On April 23, the Korea Institute for International Economic Policy (KIEP)hosted, “The Lee Myung-Bak Administration’s Policy toward North Korea: Denuclearization or Disengagement.” In this seminar they essentially answered this question with a ‘yes’.
According to the Daily NK coverage of the event:
[Dong Yong Seung, the Chief of the Security and Economics Department of the Samsung Economic Research Institute stated,] “While economic exchange between North Korea and China has been business-to-business, in the case of Kaesong, the exchange has been controlled from a single control tower, the North Korean regime. That is, the condition has been set up for government-to-government economic exchange to facilitate North Korean government’s planned economy. Economic cooperation in the style of South Korea’s has been obstructing North Korea’s rational transformation.”
In a sense, he is arguing that South Korea’s support for the Kaesong Zone yields results more similar to foreign aid than private economic exchange.
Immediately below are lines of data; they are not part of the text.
//! Engine configuration and logging setup
//!
//! The engines run with built-in constants. A TOML file may override the
//! per-loop shortening table, the symmetry limit and logging. The file is
//! resolved in priority order:
//!
//! 1. Explicit path passed by the caller
//! 2. `PARAMOT_RIGGING_CONFIG` environment variable
//! 3. `<config dir>/paramot/rigging.toml` (e.g. `~/.config/paramot/rigging.toml`)
//! 4. Built-in defaults
//!
//! ```toml
//! [loops]
//! shortening_mm = [10.0, 15.0, 25.0, 35.0, 45.0]
//!
//! [symmetry]
//! limit_mm = 15.0
//!
//! [logging]
//! level = "debug"
//! file = "/var/log/paramot/rigging.log"
//! ```

use crate::trim::{LoopShortening, SYMMETRY_LIMIT_MM};
use crate::{Error, Result};
use serde::{Deserialize, Serialize};
use std::fs::OpenOptions;
use std::path::{Path, PathBuf};
use std::sync::Mutex;
use tracing::{debug, info, warn};
use tracing_subscriber::EnvFilter;

/// Environment variable naming the config file
pub const CONFIG_ENV_VAR: &str = "PARAMOT_RIGGING_CONFIG";

#[derive(Debug, Clone, PartialEq, Default, Serialize, Deserialize)]
pub struct EngineConfig {
    #[serde(default)]
    pub loops: LoopConfig,
    #[serde(default)]
    pub symmetry: SymmetryConfig,
    #[serde(default)]
    pub logging: LoggingConfig,
}

#[derive(Debug, Clone, PartialEq, Serialize, Deserialize)]
pub struct LoopConfig {
    /// Shortening per loop for loop types 1..=5
    #[serde(default = "default_shortening")]
    pub shortening_mm: [f64; 5],
}

impl Default for LoopConfig {
    fn default() -> Self {
        Self {
            shortening_mm: default_shortening(),
        }
    }
}

#[derive(Debug, Clone, PartialEq, Serialize, Deserialize)]
pub struct SymmetryConfig {
    #[serde(default = "default_symmetry_limit")]
    pub limit_mm: f64,
}

impl Default for SymmetryConfig {
    fn default() -> Self {
        Self {
            limit_mm: default_symmetry_limit(),
        }
    }
}

/// Logging configuration
#[derive(Debug, Clone, PartialEq, Serialize, Deserialize)]
pub struct LoggingConfig {
    /// Log level or filter directive (trace, debug, info, warn, error)
    #[serde(default = "default_log_level")]
    pub level: String,

    /// Log file path (logs to stderr if not specified)
    #[serde(default)]
    pub file: Option<PathBuf>,
}

impl Default for LoggingConfig {
    fn default() -> Self {
        Self {
            level: default_log_level(),
            file: None,
        }
    }
}

fn default_shortening() -> [f64; 5] {
    LoopShortening::default().0
}

fn default_symmetry_limit() -> f64 {
    SYMMETRY_LIMIT_MM
}

fn default_log_level() -> String {
    "info".to_string()
}

impl EngineConfig {
    /// Resolve and load the configuration
    ///
    /// A path that was asked for (explicitly or via the environment) but
    /// does not exist is logged and falls back to defaults. A file that
    /// exists but does not parse or validate is an error.
    pub fn load(explicit: Option<&Path>) -> Result<Self> {
        let Some(path) = resolve_config_path(explicit) else {
            debug!("No rigging config file found, using built-in defaults");
            return Ok(Self::default());
        };

        if !path.exists() {
            warn!("Config file {:?} not found, using built-in defaults", path);
            return Ok(Self::default());
        }

        let config = Self::from_file(&path)?;
        info!("Loaded rigging configuration from {:?}", path);
        Ok(config)
    }

    /// Read, parse and validate one TOML file
    pub fn from_file(path: &Path) -> Result<Self> {
        let content = std::fs::read_to_string(path)?;
        Self::from_toml_str(&content)
    }

    pub fn from_toml_str(content: &str) -> Result<Self> {
        let config: EngineConfig = toml::from_str(content)?;
        config.validate()?;
        Ok(config)
    }

    /// Reject values the engines cannot work with
    pub fn validate(&self) -> Result<()> {
        let table = &self.loops.shortening_mm;
        if table.iter().any(|v| !v.is_finite() || *v <= 0.0) {
            return Err(Error::Config(format!(
                "loops.shortening_mm must be positive, got {:?}",
                table
            )));
        }
        if table.windows(2).any(|w| w[1] <= w[0]) {
            return Err(Error::Config(format!(
                "loops.shortening_mm must increase with loop type, got {:?}",
                table
            )));
        }

        let limit = self.symmetry.limit_mm;
        if !limit.is_finite() || limit <= 0.0 {
            return Err(Error::Config(format!(
                "symmetry.limit_mm must be positive, got {}",
                limit
            )));
        }
        Ok(())
    }

    pub fn loop_shortening(&self) -> LoopShortening {
        LoopShortening(self.loops.shortening_mm)
    }
}

/// Config file to load, if any
///
/// Explicit and environment paths are returned even when missing so the
/// caller can report them. The user config dir path only counts if it exists.
pub fn resolve_config_path(explicit: Option<&Path>) -> Option<PathBuf> {
    if let Some(path) = explicit {
        return Some(path.to_path_buf());
    }

    if let Ok(path) = std::env::var(CONFIG_ENV_VAR) {
        if !path.trim().is_empty() {
            return Some(PathBuf::from(path));
        }
    }

    dirs::config_dir()
        .map(|d| d.join("paramot").join("rigging.toml"))
        .filter(|p| p.exists())
}

/// Install a global `tracing` subscriber
///
/// `RUST_LOG` takes precedence over the configured level. Fails if the
/// filter does not parse, the log file cannot be opened, or a global
/// subscriber is already installed.
pub fn init_tracing(logging: &LoggingConfig) -> Result<()> {
    let filter = match EnvFilter::try_from_default_env() {
        Ok(filter) => filter,
        Err(_) => EnvFilter::try_new(&logging.level).map_err(|e| {
            Error::Config(format!("Invalid log level {:?}: {}", logging.level, e))
        })?,
    };

    let installed = match &logging.file {
        Some(path) => {
            let file = OpenOptions::new().create(true).append(true).open(path)?;
            tracing_subscriber::fmt()
                .with_env_filter(filter)
                .with_ansi(false)
                .with_writer(Mutex::new(file))
                .try_init()
        }
        None => tracing_subscriber::fmt()
            .with_env_filter(filter)
            .with_writer(std::io::stderr)
            .try_init(),
    };

    installed.map_err(|e| Error::Config(format!("Failed to install tracing subscriber: {}", e)))
}
//! Cloth and strength assessment over realistic session data

use paramot_rigging::cloth::{
    default_test_points, evaluate_tear_resistance, summarize_cloth_tests, ClothResult, ClothTestRecord,
    PorosityMethod, Surface,
};
use paramot_rigging::strength::{
    calculate_strength_thresholds, evaluate_destructive_test, missing_mandatory_tests, non_destructive_breakdown,
    summarize_strength_tests, LineMaterialFamily, LineMaterialSpec, StrengthResult, StrengthTestRecord,
};
use paramot_rigging::Side;
use serde_json::json;

#[test]
fn test_tear_boundary() {
    assert_eq!(evaluate_tear_resistance(800.0).result, ClothResult::Warning);
    assert_eq!(evaluate_tear_resistance(801.0).result, ClothResult::Pass);
}

#[test]
fn test_cloth_session_worst_wins() {
    let grades = [ClothResult::Pass, ClothResult::Warning, ClothResult::Fail];
    let tests: Vec<ClothTestRecord> = default_test_points()
        .into_iter()
        .zip(grades)
        .map(|(mut t, grade)| {
            t.result = Some(grade);
            t
        })
        .collect();

    let summary = summarize_cloth_tests(&tests);
    assert_eq!(summary.pass_count, 1);
    assert_eq!(summary.warning_count, 1);
    assert_eq!(summary.fail_count, 1);
    assert_eq!(summary.overall_result, ClothResult::Fail);
}

#[test]
fn test_cloth_records_from_json() {
    let tests: Vec<ClothTestRecord> = serde_json::from_value(json!([
        { "surface": "top", "cellId": "4", "porosityValue": 12.0, "porosityMethod": "jdc", "tearResistance": 950 },
        { "surface": "bottom", "cellId": "6", "porosityValue": 400.0, "porosityMethod": "porosimeter" }
    ]))
    .unwrap();

    assert_eq!(tests[0].surface, Some(Surface::Top));
    assert_eq!(tests[0].porosity_method, Some(PorosityMethod::Jdc));
    assert_eq!(tests[0].effective_result(), Some(ClothResult::Warning));
    assert_eq!(tests[1].effective_result(), Some(ClothResult::Warning));

    let summary = summarize_cloth_tests(&tests);
    assert_eq!(summary.overall_result, ClothResult::Warning);
    assert_eq!(summary.tear_avg, Some(950.0));
}

fn catalogue() -> Vec<LineMaterialSpec> {
    serde_json::from_value(json!([
        { "lineId": "A1", "row": "A", "cascadeLevel": 1, "brand": "Edelrid", "materialRef": "8000U-190", "strengthNewDaN": 190.0 },
        { "lineId": "B1", "lineRow": "B", "cascadeLevel": 1, "brand": "Liros", "materialRef": "DSL 140 Dyneema", "strengthNew": 140.0 },
        { "lineId": "C3", "row": "C", "cascadeLevel": 3, "brand": "Liros", "materialRef": "PPSL 120" }
    ]))
    .unwrap()
}

#[test]
fn test_catalogue_thresholds_and_mandatory_tests() {
    let materials = catalogue();
    assert_eq!(materials[0].family(), LineMaterialFamily::Aramid);
    assert_eq!(materials[1].family(), LineMaterialFamily::DyneemaVectran);

    let thresholds = calculate_strength_thresholds(&materials);
    assert_eq!(thresholds.len(), 2);
    assert!((thresholds[1].warning_threshold_dan - 28.0).abs() < 1e-9);
    assert!((thresholds[1].reject_threshold_dan - 14.0).abs() < 1e-9);

    let tested: Vec<StrengthTestRecord> = serde_json::from_value(json!([
        { "lineId": "B1", "row": "B", "cascadeLevel": 1, "side": "left", "testType": "non_destructive",
          "loadAppliedDaN": 150.0, "result": "pass" }
    ]))
    .unwrap();

    let missing = missing_mandatory_tests(&materials, &tested);
    assert!(missing.iter().any(|m| m.line_id == "B1" && m.side == Side::Right));
    assert!(!missing.iter().any(|m| m.line_id == "B1" && m.side == Side::Left));
    assert!(!missing.iter().any(|m| m.line_id == "C3"));

    // The Edelrid 8000U A line is aramid: mandatory on both sides
    let a1: Vec<Side> = missing.iter().filter(|m| m.line_id == "A1").map(|m| m.side).collect();
    assert_eq!(a1, vec![Side::Left, Side::Right]);
}

#[test]
fn test_destructive_verdicts_and_summary() {
    let warning = evaluate_destructive_test(30.0, 190.0).unwrap();
    assert_eq!(warning.result, StrengthResult::Warning);
    assert!(evaluate_destructive_test(30.0, 0.0).is_err());

    let tests: Vec<StrengthTestRecord> = serde_json::from_value(json!([
        { "lineId": "A1", "row": "A", "cascadeLevel": 1, "side": "left", "testType": "destructive",
          "measuredStrengthDaN": 30.0, "percentRemaining": 15.8, "result": "warning" },
        { "lineId": "A1", "row": "A", "cascadeLevel": 1, "side": "right", "testType": "destructive",
          "measuredStrengthDaN": 15.0, "percentRemaining": 7.9, "result": "fail" }
    ]))
    .unwrap();

    let summary = summarize_strength_tests(&tests);
    assert_eq!(summary.destructive_count, 2);
    assert_eq!(summary.reject_count, 1);
    assert_eq!(summary.overall_result, Some(StrengthResult::Reject));
    assert_eq!(summary.min_percent_remaining, Some(7.9));
}

#[test]
fn test_non_destructive_breakdown_unsupported_rows() {
    let b = non_destructive_breakdown(100.0, 5, 190.0, 4, "A", Side::Left);
    assert_eq!(b.load_dan, 0.0);
    assert_eq!(b.breakdown, "No load table");
}
#[cfg(test)]
mod tests {
    use super::*;

    const BETTS: PorosityMethod = PorosityMethod::Bettsometer;

    fn record(porosity: Option<f64>, tear: Option<f64>, result: Option<ClothResult>) -> ClothTestRecord {
        ClothTestRecord {
            surface: Some(Surface::Top),
            panel_zone: None,
            cell_id: None,
            porosity_value: porosity,
            porosity_method: porosity.map(|_| BETTS),
            tear_resistance_g: tear,
            result,
        }
    }

    #[test]
    fn test_porosimeter_boundaries() {
        assert_eq!(evaluate_porosity(200.0, BETTS).result, ClothResult::Pass);
        assert_eq!(evaluate_porosity(359.0, BETTS).result, ClothResult::Pass);
        assert_eq!(evaluate_porosity(360.0, BETTS).result, ClothResult::Warning);
        assert_eq!(evaluate_porosity(540.0, BETTS).result, ClothResult::Warning);
        assert_eq!(evaluate_porosity(541.0, BETTS).result, ClothResult::Fail);
        assert_eq!(evaluate_porosity(541.0, BETTS).label, "Investigation");
    }

    #[test]
    fn test_jdc_boundaries() {
        let jdc = PorosityMethod::Jdc;
        assert_eq!(evaluate_porosity(16.0, jdc).result, ClothResult::Pass);
        assert_eq!(evaluate_porosity(15.0, jdc).result, ClothResult::Warning);
        assert_eq!(evaluate_porosity(10.0, jdc).result, ClothResult::Warning);
        assert_eq!(evaluate_porosity(9.9, jdc).result, ClothResult::Fail);
    }

    #[test]
    fn test_method_parsing() {
        assert_eq!(PorosityMethod::from_str("JDC"), PorosityMethod::Jdc);
        assert_eq!(PorosityMethod::from_str("porotest"), PorosityMethod::Porotest);
        assert_eq!(PorosityMethod::from_str("unheard-of"), PorosityMethod::Porosimeter);
        assert!(!PorosityMethod::from_str("bettsometer").higher_is_better());
        assert_eq!(PorosityMethod::Jdc.unit(), "s");
    }

    #[test]
    fn test_tear_boundaries() {
        assert_eq!(evaluate_tear_resistance(801.0).result, ClothResult::Pass);
        assert_eq!(evaluate_tear_resistance(800.0).result, ClothResult::Warning);
        assert_eq!(evaluate_tear_resistance(600.0).result, ClothResult::Warning);
        assert_eq!(evaluate_tear_resistance(599.0).result, ClothResult::Fail);
        assert_eq!(evaluate_tear_resistance(599.0).label, "Not Airworthy");
    }

    #[test]
    fn test_non_finite_reading_fails() {
        assert_eq!(evaluate_porosity(f64::NAN, BETTS).result, ClothResult::Fail);
        assert_eq!(evaluate_porosity(f64::NAN, PorosityMethod::Jdc).result, ClothResult::Fail);
        assert_eq!(evaluate_tear_resistance(f64::NAN).result, ClothResult::Fail);
    }

    #[test]
    fn test_auto_result() {
        assert_eq!(auto_cloth_result(None, None, None), None);
        assert_eq!(auto_cloth_result(Some(200.0), Some(BETTS), None), Some(ClothResult::Pass));
        assert_eq!(auto_cloth_result(None, None, Some(500.0)), Some(ClothResult::Fail));
        assert_eq!(auto_cloth_result(Some(200.0), Some(BETTS), Some(500.0)), Some(ClothResult::Fail));
        assert_eq!(auto_cloth_result(Some(400.0), Some(BETTS), Some(900.0)), Some(ClothResult::Warning));
        // Porosity without a method is ignored
        assert_eq!(auto_cloth_result(Some(900.0), None, Some(900.0)), Some(ClothResult::Pass));
        assert_eq!(auto_cloth_result(Some(900.0), None, None), None);
    }

    #[test]
    fn test_summary_mixed() {
        let summary = summarize_cloth_tests(&[
            record(Some(200.0), Some(900.0), None),
            record(Some(400.0), Some(700.0), None),
            record(Some(600.0), Some(500.0), None),
        ]);

        assert_eq!(summary.total_tests, 3);
        assert_eq!(summary.pass_count, 1);
        assert_eq!(summary.warning_count, 1);
        assert_eq!(summary.fail_count, 1);
        assert_eq!(summary.overall_result, ClothResult::Fail);
        assert_eq!(summary.porosity_avg, Some(400.0));
        assert_eq!(summary.tear_avg, Some(700.0));
    }

    #[test]
    fn test_summary_stored_result_wins() {
        let summary = summarize_cloth_tests(&[record(Some(200.0), Some(900.0), Some(ClothResult::Warning))]);
        assert_eq!(summary.warning_count, 1);
        assert_eq!(summary.pass_count, 0);
        assert_eq!(summary.overall_result, ClothResult::Warning);
    }

    #[test]
    fn test_summary_of_skeletons() {
        let points = default_test_points();
        assert_eq!(points.len(), 4);
        assert_eq!(points[3].cell_id.as_deref(), Some("8"));

        let summary = summarize_cloth_tests(&points);
        assert_eq!(summary.total_tests, 4);
        assert_eq!(summary.pass_count + summary.warning_count + summary.fail_count, 0);
        assert_eq!(summary.overall_result, ClothResult::Pass);
        assert_eq!(summary.porosity_avg, None);
        assert_eq!(summary.tear_avg, None);
    }

    #[test]
    fn test_record_deserializes_from_stored_shape() {
        let record: ClothTestRecord = serde_json::from_str(
            r#"{"surface":"top","cellId":"4","porosityValue":12,"porosityMethod":"jdc","tearResistance":750,"result":null}"#,
        )
        .unwrap();
        assert_eq!(record.tear_resistance_g, Some(750.0));
        assert_eq!(record.effective_result(), Some(ClothResult::Warning));
    }

    #[test]
    fn test_record_fields_parse_leniently() {
        let records: Vec<ClothTestRecord> = serde_json::from_str(
            r#"[
                {"surface":"TOP","porosityValue":12,"porosityMethod":"JDC"},
                {"surface":"Bottom","porosityValue":400,"porosityMethod":"Porosimeter"},
                {"surface":"leading edge","porosityValue":400,"porosityMethod":"airflow-x"},
                {"porosityValue":100}
            ]"#,
        )
        .unwrap();

        assert_eq!(records.len(), 4);
        assert_eq!(records[0].surface, Some(Surface::Top));
        assert_eq!(records[0].porosity_method, Some(PorosityMethod::Jdc));
        assert_eq!(records[1].surface, Some(Surface::Bottom));
        assert_eq!(records[1].porosity_method, Some(PorosityMethod::Porosimeter));
        assert_eq!(records[2].surface, None);
        assert_eq!(records[2].porosity_method, Some(PorosityMethod::Porosimeter));
        assert_eq!(records[2].effective_result(), Some(ClothResult::Warning));
        assert_eq!(records[3].surface, None);
        assert_eq!(records[3].porosity_method, None);
    }

    #[test]
    fn test_porosity_method_serializes_snake_case() {
        assert_eq!(serde_json::to_string(&PorosityMethod::Jdc).unwrap(), r#""jdc""#);
        assert_eq!(PorosityMethod::from_str(PorosityMethod::Porotest.as_str()), PorosityMethod::Porotest);
    }
}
If this is the case, South Korea, and just about everyone else, could learn from China’s strategy for investing in North Korea.
As Judge Posner put it:
All the problems that foreign aid seeks to alleviate are within the power of the recipient countries to solve if they adopt sensible policies. If they do not adopt such policies, then foreign aid is likely to be stolen by the ruling elite, strengthening its hold over the country, or otherwise squandered. What we can do for poor countries is reduce tariff barriers to their exports. With money saved from eliminating foreign aid, we could compensate our industries that would be hurt by import competition from poor countries and thus reduce political opposition to tariff reform.